Nobody seems to understand AlphaGo’s wilder moves. In the second game, everyone commenting belatedly realised that it was doing something in the center when everyone thought it was losing the upper right to Lee. Opinions on who was winning swung wildly from side to side. AlphaGo itself has a metric of how it thinks its doing (it resigns if it perceives it has a less than 10% chance of winning). We don’t get to see what that is in the game, but the program’s British inventors said afterwards that AlphaGo thought it had a 50/50 chance in the mid-game, but its confidence slowly and consistently increased towards the end. Were AlphaGo’s early moves madness or genius, someone asked. We’ll know from whether it wins or not, another human replied. It won.
And again, something of a zeitgeist event. The AI people, who’ve been kicking around in my box of interesting predictors for nearly a decade, I think they feel that this is their moment.
I spent a couple of hour last weekend talking to Benjamen Walker about Nathan Barley, and the psychic damage of the early 2000s. At one point, I talked about the terrible distortion for technologists in the dotcom years of having years of everything you want and predict turn out to be true. Then I more sadly talked about how the magic had ebbed away. How so many of us coasted along on glib predictions that the Internet is going to make things nicer and more exciting for a decade, and it worked, then suddenly every bet turns out wrong.

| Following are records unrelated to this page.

#[cfg(test)]
mod tests {
    use super::*;
    use crate::sa::{SaConfig, SaRunner};
    use proptest::prelude::*;
    use rand::rngs::StdRng;
    use rand::SeedableRng;

    /// Three jobs on three machines, no two jobs visiting machines in the
    /// same order.
    fn three_job_instance() -> JobShopInstance {
        JobShopInstance::new(vec![
            vec![Operation::new(0, 3), Operation::new(1, 2), Operation::new(2, 2)],
            vec![Operation::new(0, 2), Operation::new(2, 1), Operation::new(1, 4)],
            vec![Operation::new(1, 4), Operation::new(0, 3), Operation::new(2, 1)],
        ])
        .unwrap()
    }

    fn all_tokens(instance: &JobShopInstance) -> Vec<OpId> {
        let mut rng = StdRng::seed_from_u64(0);
        let mut tokens = instance.initial_solution(&mut rng);
        tokens.sort_by_key(|t| (t.job, t.op));
        tokens
    }

    #[test]
    fn test_instance_accessors() {
        let instance = three_job_instance();
        assert_eq!(instance.num_jobs(), 3);
        assert_eq!(instance.num_machines(), 3);
        assert_eq!(instance.total_operations(), 9);
    }

    #[test]
    fn test_instance_no_jobs() {
        assert_eq!(JobShopInstance::new(vec![]), Err(InstanceError::NoJobs));
    }

    #[test]
    fn test_instance_empty_job() {
        let result = JobShopInstance::new(vec![vec![Operation::new(0, 1)], vec![]]);
        assert_eq!(result, Err(InstanceError::EmptyJob { job: 1 }));
    }

    #[test]
    fn test_instance_machine_gap() {
        let result = JobShopInstance::new(vec![vec![
            Operation::new(0, 1),
            Operation::new(2, 1),
        ]]);
        assert_eq!(result, Err(InstanceError::MachineGap { machine: 1 }));
    }

    #[test]
    fn test_decode_respects_machine_and_job_availability() {
        let instance = three_job_instance();
        let mut rng = StdRng::seed_from_u64(11);
        let candidate = instance.initial_solution(&mut rng);

        let (schedule, cost) = instance.decode(&candidate).unwrap();

        // Replay the free-time tables over the schedule in decode order.
        let mut machine_free = vec![0u64; instance.num_machines()];
        let mut job_free = vec![0u64; instance.num_jobs()];
        for op in &schedule.operations {
            assert!(op.start >= machine_free[op.machine]);
            assert!(op.start >= job_free[op.job]);
            assert_eq!(op.end, op.start + op.duration);
            machine_free[op.machine] = op.end;
            job_free[op.job] = op.end;
        }
        let max_end = schedule.operations.iter().map(|op| op.end).max().unwrap();
        assert_eq!(schedule.makespan, max_end);
        assert!((cost - schedule.makespan as f64).abs() < 1e-15);
    }

    #[test]
    fn test_decode_sequential_candidate() {
        // Jobs laid out one after the other: every operation chains on its
        // own job, so the makespan is bounded below by each job's total work.
        let instance = three_job_instance();
        let candidate = all_tokens(&instance);

        let (schedule, _) = instance.decode(&candidate).unwrap();

        let job_work: Vec<u64> = vec![7, 7, 8];
        for (job, &work) in job_work.iter().enumerate() {
            let last_end = schedule
                .operations
                .iter()
                .filter(|op| op.job == job)
                .map(|op| op.end)
                .max()
                .unwrap();
            assert!(last_end >= work);
        }
        assert!(schedule.makespan >= 8);
    }

    #[test]
    fn test_decode_wrong_length() {
        let instance = three_job_instance();
        let mut candidate = all_tokens(&instance);
        candidate.pop();

        assert_eq!(
            instance.decode(&candidate),
            Err(CandidateError::LengthMismatch {
                expected: 9,
                actual: 8
            })
        );
    }

    #[test]
    fn test_decode_duplicate_token() {
        let instance = three_job_instance();
        let mut candidate = all_tokens(&instance);
        candidate[3] = candidate[0];

        assert_eq!(
            instance.decode(&candidate),
            Err(CandidateError::DuplicateToken { position: 3 })
        );
    }

    #[test]
    fn test_decode_token_out_of_range() {
        let instance = three_job_instance();
        let mut candidate = all_tokens(&instance);
        candidate[5] = OpId { job: 7, op: 0 };

        assert_eq!(
            instance.decode(&candidate),
            Err(CandidateError::TokenOutOfRange { position: 5 })
        );
    }

    #[test]
    fn test_neighbor_swaps_within_one_machine() {
        let instance = three_job_instance();
        let mut rng = StdRng::seed_from_u64(3);
        let candidate = instance.initial_solution(&mut rng);

        for _ in 0..50 {
            let neighbor = instance.neighbor(&candidate, &mut rng);
            let changed: Vec<usize> = (0..candidate.len())
                .filter(|&i| candidate[i] != neighbor[i])
                .collect();

            assert_eq!(changed.len(), 2, "exactly one swap expected");
            let (i, j) = (changed[0], changed[1]);
            assert_eq!(candidate[i], neighbor[j]);
            assert_eq!(candidate[j], neighbor[i]);

            let machine_of = |t: OpId| instance.operation(t).unwrap().machine;
            assert_eq!(machine_of(candidate[i]), machine_of(candidate[j]));
        }
    }

    #[test]
    fn test_neighbor_degenerate_is_noop() {
        // Two single-operation jobs on different machines: no machine has
        // two operations, so the neighborhood is empty.
        let instance = JobShopInstance::new(vec![
            vec![Operation::new(0, 5)],
            vec![Operation::new(1, 2)],
        ])
        .unwrap();
        let candidate = vec![OpId { job: 1, op: 0 }, OpId { job: 0, op: 0 }];

        let mut rng = StdRng::seed_from_u64(0);
        assert_eq!(instance.neighbor(&candidate, &mut rng), candidate);
    }

    #[test]
    fn test_anneal_two_jobs_two_machines() {
        // Both jobs run machine 0 for 2 then machine 1 for 3. Machine 1 is
        // the bottleneck: 6 units of work that cannot start before time 2,
        // so the optimum interleaving finishes at 8.
        let instance = JobShopInstance::new(vec![
            vec![Operation::new(0, 2), Operation::new(1, 3)],
            vec![Operation::new(0, 2), Operation::new(1, 3)],
        ])
        .unwrap();
        let config = SaConfig::default()
            .with_initial_temperature(100.0)
            .with_min_temperature(0.01)
            .with_cooling_rate(0.95)
            .with_iterations_per_temperature(50)
            .with_seed(42);

        let result = SaRunner::run(&instance, &config).unwrap();

        // Machine 1 processes 3+3=6 time units and cannot start before 2.
        assert!(result.best_cost >= 8.0 - 1e-9, "makespan below the lower bound");
        assert!((result.best_cost - 8.0).abs() < 1e-9, "optimum not found");
        assert_eq!(result.best_artifact.makespan, 8);

        // A job's later-decoded operations never complete before its
        // earlier-decoded ones.
        for job in 0..instance.num_jobs() {
            let ends: Vec<u64> = result
                .best_artifact
                .operations
                .iter()
                .filter(|op| op.job == job)
                .map(|op| op.end)
                .collect();
            assert!(ends.windows(2).all(|w| w[0] <= w[1]));
        }
    }

    #[test]
    fn test_anneal_three_job_instance_converges() {
        let instance = three_job_instance();
        let config = SaConfig::default()
            .with_initial_temperature(1000.0)
            .with_min_temperature(0.01)
            .with_cooling_rate(0.99)
            .with_iterations_per_temperature(1)
            .with_max_iterations(2000)
            .with_seed(42);

        let result = SaRunner::run(&instance, &config).unwrap();

        // Job 2 alone needs 8 time units; a correct engine can never
        // report less.
        assert!(result.best_cost >= 8.0 - 1e-9);
        assert!(result.best_cost <= 14.0, "poor convergence: {}", result.best_cost);
        let (_, decoded_cost) = instance.decode(&result.best).unwrap();
        assert!((decoded_cost - result.best_cost).abs() < 1e-9);
    }

    proptest! {
        #[test]
        fn prop_neighbor_preserves_permutation(seed in any::<u64>()) {
            let instance = three_job_instance();
            let mut rng = StdRng::seed_from_u64(seed);
            let candidate = instance.initial_solution(&mut rng);
            let neighbor = instance.neighbor(&candidate, &mut rng);

            let mut before = candidate.clone();
            let mut after = neighbor.clone();
            before.sort_by_key(|t| (t.job, t.op));
            after.sort_by_key(|t| (t.job, t.op));
            prop_assert_eq!(before, after);

            let changed = (0..candidate.len())
                .filter(|&i| candidate[i] != neighbor[i])
                .count();
            prop_assert!(changed == 0 || changed == 2);
        }
    }
}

I hate actually predicting things, because as soon as you pre-commit, your perceived accuracy plummets (because now it’s your actual accuracy which is never as much fun). As ever, I can just couch my predictions in woolly language here so: I’m feeling myself be tugged along in the AI folks wake, because they’re going somewhere interesting for a few years, even if maybe the magic will fade from them before they reached home and the Singularity.
(Fun reading if you want it, in this vein: Crystal Society by Max Harms. My favourite book this year so far. And, just like my favourite book this decade, Constellation Games, indie/self-published.)
BTW, Constellation Games is the Book of Honor at the upcoming Potlatch science fiction conference. I’m mortified I’m missing it, but I think I’ll be ending up at the same city as the author (hi Leonard, are you going to be at LibrePlanet in Boston?), so maybe it’s not so bad. Who can predict?